*EXERCISE BRIEF:*
Look through the listing and locate every line containing the word "constants"; copy those lines.

[RECORDS TO USE — start]

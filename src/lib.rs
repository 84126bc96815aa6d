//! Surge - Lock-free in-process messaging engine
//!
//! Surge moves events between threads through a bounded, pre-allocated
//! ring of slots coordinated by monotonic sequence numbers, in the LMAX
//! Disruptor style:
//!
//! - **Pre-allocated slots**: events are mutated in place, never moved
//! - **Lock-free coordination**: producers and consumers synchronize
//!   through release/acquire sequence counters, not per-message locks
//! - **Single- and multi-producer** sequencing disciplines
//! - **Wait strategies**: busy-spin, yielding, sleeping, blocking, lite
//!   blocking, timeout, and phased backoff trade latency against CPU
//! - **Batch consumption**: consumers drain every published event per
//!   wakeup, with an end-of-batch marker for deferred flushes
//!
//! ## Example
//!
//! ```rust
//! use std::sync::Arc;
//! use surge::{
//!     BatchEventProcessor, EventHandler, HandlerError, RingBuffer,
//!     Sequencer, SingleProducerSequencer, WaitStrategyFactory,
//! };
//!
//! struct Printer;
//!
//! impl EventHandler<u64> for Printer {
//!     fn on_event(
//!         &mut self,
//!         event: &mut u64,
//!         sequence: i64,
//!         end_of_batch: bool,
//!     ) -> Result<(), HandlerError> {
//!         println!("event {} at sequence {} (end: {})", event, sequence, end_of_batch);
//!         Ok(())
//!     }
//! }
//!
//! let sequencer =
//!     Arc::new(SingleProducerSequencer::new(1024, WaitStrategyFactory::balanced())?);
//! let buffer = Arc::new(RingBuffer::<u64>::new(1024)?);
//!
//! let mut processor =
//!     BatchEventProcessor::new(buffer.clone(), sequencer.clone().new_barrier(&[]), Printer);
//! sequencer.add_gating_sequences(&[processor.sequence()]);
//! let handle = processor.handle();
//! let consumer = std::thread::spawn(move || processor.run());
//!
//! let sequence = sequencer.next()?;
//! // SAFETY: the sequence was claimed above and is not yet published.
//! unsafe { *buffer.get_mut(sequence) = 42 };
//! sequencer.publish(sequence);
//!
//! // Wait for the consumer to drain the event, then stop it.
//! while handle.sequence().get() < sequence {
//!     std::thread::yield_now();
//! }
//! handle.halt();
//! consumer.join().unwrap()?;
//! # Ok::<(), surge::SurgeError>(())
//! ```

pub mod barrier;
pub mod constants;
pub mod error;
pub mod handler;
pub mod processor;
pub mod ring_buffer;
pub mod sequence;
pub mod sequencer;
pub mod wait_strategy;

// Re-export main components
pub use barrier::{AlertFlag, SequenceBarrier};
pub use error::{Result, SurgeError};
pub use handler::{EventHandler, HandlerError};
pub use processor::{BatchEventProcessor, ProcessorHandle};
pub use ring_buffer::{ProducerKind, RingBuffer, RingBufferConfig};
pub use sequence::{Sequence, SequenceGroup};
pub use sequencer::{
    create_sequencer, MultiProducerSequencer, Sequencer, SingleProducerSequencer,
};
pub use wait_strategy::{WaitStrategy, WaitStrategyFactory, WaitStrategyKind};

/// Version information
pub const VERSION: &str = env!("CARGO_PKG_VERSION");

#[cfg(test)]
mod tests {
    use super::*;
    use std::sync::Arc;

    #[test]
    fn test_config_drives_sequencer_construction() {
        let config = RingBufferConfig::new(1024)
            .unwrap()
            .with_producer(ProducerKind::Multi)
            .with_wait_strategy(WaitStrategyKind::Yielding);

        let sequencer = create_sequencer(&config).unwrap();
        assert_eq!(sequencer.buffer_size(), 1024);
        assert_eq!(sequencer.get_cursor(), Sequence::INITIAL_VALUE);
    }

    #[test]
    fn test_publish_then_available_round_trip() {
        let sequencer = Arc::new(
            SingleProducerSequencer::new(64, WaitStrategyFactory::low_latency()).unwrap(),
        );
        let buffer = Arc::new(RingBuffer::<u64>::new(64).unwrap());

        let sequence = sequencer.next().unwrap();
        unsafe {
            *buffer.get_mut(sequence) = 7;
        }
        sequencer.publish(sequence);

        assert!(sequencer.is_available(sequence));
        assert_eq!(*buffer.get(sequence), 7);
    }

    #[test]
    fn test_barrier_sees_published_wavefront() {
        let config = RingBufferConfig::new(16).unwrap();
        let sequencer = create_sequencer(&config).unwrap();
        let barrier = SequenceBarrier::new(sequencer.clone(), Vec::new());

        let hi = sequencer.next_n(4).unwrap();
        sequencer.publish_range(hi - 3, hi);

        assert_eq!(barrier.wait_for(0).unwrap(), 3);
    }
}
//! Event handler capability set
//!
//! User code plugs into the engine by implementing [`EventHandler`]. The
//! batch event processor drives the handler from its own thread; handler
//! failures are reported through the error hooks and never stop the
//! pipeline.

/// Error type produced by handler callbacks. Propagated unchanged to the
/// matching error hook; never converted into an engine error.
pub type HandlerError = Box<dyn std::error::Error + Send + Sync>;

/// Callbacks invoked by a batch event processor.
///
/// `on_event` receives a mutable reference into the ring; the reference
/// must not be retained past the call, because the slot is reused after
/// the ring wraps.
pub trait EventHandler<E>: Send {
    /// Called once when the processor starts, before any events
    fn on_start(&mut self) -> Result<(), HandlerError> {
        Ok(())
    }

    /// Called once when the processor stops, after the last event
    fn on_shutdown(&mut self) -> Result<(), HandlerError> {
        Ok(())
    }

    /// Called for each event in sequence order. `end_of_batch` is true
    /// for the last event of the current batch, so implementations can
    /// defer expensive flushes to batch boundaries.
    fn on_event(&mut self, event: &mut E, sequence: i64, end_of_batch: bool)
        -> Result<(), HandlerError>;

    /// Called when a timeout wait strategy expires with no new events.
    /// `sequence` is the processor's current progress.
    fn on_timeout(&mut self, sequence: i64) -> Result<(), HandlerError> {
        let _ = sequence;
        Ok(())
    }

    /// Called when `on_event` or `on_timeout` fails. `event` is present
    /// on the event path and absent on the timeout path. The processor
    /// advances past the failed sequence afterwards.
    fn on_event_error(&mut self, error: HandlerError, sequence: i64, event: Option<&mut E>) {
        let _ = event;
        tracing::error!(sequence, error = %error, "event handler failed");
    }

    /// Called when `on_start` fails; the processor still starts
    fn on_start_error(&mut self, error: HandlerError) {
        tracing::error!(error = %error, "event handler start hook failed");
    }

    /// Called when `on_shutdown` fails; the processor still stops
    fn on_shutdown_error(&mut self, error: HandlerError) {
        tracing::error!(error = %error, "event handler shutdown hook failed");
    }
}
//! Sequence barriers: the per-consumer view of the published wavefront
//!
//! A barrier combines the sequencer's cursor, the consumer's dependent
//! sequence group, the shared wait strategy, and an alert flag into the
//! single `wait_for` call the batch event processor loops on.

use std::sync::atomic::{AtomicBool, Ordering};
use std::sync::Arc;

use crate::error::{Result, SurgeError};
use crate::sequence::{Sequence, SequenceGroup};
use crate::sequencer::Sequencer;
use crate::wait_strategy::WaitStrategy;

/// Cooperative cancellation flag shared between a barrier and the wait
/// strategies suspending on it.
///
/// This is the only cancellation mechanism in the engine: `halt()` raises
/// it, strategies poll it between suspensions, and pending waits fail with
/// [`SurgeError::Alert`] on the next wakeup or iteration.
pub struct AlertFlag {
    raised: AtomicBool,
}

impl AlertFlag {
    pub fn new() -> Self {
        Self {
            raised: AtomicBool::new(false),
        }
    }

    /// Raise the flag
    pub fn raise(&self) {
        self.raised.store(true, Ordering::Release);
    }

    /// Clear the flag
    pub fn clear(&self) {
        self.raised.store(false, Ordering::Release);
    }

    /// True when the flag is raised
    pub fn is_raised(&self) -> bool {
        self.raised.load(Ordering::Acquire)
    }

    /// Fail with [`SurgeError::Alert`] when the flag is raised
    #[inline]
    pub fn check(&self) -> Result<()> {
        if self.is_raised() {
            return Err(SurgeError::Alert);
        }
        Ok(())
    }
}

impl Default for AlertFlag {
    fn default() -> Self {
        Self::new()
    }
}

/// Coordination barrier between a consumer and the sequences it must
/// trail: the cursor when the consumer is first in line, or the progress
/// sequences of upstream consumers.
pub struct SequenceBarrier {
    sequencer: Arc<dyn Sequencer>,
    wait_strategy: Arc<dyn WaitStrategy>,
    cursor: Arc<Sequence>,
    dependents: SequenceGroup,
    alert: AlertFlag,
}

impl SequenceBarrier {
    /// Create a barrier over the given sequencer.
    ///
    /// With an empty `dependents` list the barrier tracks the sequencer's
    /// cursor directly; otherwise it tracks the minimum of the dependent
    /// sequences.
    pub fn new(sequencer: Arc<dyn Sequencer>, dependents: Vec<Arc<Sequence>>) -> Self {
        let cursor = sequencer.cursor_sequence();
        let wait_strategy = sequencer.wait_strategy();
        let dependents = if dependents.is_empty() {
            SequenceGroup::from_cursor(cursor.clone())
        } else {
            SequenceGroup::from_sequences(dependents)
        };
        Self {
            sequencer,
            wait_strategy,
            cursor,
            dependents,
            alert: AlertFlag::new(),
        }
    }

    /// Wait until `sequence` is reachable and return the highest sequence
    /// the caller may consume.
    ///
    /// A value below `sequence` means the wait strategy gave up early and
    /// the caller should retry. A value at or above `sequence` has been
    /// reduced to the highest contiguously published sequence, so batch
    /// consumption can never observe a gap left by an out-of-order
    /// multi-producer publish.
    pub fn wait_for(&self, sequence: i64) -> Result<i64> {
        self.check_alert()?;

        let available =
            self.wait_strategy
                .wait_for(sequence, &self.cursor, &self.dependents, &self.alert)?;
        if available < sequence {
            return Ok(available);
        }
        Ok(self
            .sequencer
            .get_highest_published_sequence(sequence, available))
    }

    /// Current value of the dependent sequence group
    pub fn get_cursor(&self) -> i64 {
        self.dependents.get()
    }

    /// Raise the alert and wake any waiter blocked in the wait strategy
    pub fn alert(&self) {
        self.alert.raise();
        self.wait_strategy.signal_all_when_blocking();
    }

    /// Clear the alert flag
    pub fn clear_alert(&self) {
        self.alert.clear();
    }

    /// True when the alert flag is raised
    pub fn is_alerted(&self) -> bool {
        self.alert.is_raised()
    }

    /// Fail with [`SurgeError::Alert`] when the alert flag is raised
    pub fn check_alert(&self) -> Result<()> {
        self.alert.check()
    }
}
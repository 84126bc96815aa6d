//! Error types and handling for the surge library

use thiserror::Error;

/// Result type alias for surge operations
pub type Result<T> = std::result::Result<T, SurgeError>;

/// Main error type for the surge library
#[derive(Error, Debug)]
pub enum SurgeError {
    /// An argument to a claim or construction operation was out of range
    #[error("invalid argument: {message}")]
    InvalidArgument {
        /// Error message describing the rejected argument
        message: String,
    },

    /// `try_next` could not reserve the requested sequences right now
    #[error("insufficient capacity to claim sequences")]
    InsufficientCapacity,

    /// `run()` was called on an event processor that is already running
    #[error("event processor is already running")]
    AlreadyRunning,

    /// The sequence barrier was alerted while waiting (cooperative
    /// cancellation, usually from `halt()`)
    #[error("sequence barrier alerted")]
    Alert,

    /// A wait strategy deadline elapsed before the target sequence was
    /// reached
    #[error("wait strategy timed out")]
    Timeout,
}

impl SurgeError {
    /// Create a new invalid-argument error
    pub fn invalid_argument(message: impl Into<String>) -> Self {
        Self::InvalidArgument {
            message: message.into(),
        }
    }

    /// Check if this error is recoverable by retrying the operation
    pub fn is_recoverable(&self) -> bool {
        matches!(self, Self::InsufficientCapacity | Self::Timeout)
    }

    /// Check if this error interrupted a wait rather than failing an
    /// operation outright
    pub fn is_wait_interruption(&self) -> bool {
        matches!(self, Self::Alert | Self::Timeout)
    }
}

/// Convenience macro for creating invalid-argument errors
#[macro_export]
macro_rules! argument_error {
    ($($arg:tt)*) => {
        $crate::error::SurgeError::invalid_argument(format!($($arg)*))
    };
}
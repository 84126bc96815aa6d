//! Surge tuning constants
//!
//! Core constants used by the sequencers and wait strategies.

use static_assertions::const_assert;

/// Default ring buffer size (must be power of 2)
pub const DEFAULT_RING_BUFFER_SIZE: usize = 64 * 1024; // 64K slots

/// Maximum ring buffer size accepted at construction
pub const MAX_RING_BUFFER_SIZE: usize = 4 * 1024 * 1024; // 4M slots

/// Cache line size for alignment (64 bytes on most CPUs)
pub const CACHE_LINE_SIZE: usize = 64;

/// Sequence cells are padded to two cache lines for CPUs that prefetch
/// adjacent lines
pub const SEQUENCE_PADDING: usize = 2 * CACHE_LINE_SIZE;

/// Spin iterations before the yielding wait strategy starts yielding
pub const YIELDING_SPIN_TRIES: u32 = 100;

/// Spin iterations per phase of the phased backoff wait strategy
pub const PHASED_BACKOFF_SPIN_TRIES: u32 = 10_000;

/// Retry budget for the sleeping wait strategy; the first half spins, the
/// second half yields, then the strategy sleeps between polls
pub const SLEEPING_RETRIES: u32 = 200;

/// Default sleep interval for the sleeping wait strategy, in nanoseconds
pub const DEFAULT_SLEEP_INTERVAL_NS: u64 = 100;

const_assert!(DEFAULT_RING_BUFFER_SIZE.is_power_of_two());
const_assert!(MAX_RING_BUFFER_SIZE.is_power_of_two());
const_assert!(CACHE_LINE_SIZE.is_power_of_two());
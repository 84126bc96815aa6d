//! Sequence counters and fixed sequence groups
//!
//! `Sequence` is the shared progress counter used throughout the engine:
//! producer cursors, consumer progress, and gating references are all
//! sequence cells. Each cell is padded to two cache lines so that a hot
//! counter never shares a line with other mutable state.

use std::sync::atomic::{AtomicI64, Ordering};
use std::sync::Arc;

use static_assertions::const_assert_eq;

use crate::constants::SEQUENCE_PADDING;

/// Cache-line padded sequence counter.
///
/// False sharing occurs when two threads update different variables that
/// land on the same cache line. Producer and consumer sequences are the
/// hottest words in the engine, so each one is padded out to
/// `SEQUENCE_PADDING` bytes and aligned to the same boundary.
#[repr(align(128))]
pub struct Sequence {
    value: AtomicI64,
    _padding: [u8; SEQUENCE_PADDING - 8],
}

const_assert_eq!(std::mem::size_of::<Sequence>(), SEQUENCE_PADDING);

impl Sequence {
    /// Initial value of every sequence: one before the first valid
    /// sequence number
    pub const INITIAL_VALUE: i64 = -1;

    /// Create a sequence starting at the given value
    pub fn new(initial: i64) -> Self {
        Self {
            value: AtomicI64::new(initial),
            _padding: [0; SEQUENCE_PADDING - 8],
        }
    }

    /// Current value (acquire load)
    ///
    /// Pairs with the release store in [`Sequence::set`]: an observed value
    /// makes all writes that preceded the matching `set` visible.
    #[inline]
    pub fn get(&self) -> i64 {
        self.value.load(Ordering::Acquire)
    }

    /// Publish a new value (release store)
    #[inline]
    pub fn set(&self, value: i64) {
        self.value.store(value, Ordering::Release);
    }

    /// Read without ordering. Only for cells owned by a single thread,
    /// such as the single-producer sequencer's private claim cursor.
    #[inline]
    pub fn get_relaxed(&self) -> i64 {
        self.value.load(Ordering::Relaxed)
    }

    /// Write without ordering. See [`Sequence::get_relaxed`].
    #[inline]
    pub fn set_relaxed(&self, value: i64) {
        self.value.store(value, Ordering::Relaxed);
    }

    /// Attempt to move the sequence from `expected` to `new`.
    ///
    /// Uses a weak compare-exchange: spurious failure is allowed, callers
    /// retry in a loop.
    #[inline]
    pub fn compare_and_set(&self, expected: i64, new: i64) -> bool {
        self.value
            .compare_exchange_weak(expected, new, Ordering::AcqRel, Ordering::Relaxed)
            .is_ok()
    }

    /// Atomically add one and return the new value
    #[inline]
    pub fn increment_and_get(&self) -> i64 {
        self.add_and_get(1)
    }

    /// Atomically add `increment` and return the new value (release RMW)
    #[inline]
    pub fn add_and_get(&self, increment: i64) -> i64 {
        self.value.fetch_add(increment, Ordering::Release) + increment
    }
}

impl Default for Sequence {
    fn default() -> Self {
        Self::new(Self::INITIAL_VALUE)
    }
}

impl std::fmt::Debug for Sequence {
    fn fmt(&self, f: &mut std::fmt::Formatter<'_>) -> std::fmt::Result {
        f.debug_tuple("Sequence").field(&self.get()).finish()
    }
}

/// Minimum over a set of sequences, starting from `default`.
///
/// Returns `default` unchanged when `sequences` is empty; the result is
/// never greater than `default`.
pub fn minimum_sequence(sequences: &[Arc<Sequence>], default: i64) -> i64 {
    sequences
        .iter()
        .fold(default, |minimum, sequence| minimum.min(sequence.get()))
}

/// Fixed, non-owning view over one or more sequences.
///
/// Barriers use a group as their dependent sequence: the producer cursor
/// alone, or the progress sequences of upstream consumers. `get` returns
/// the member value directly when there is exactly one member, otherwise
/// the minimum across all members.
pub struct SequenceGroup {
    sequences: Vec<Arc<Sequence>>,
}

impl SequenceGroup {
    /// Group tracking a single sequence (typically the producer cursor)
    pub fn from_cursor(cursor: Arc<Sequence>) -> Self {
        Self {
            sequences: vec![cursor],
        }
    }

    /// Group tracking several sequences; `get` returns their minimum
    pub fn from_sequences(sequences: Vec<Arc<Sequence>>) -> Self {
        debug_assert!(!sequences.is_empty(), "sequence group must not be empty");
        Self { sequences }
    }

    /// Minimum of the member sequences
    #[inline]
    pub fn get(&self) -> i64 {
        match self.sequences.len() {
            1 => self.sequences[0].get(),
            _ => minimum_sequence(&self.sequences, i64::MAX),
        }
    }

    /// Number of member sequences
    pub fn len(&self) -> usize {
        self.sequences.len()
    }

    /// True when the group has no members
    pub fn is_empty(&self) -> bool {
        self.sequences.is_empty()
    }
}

[RECORDS TO USE — finish]

*THE COMPLETED TASK:*
pub mod constants;
//! Surge tuning constants
//! Core constants used by the sequencers and wait strategies.
use crate::constants::SEQUENCE_PADDING;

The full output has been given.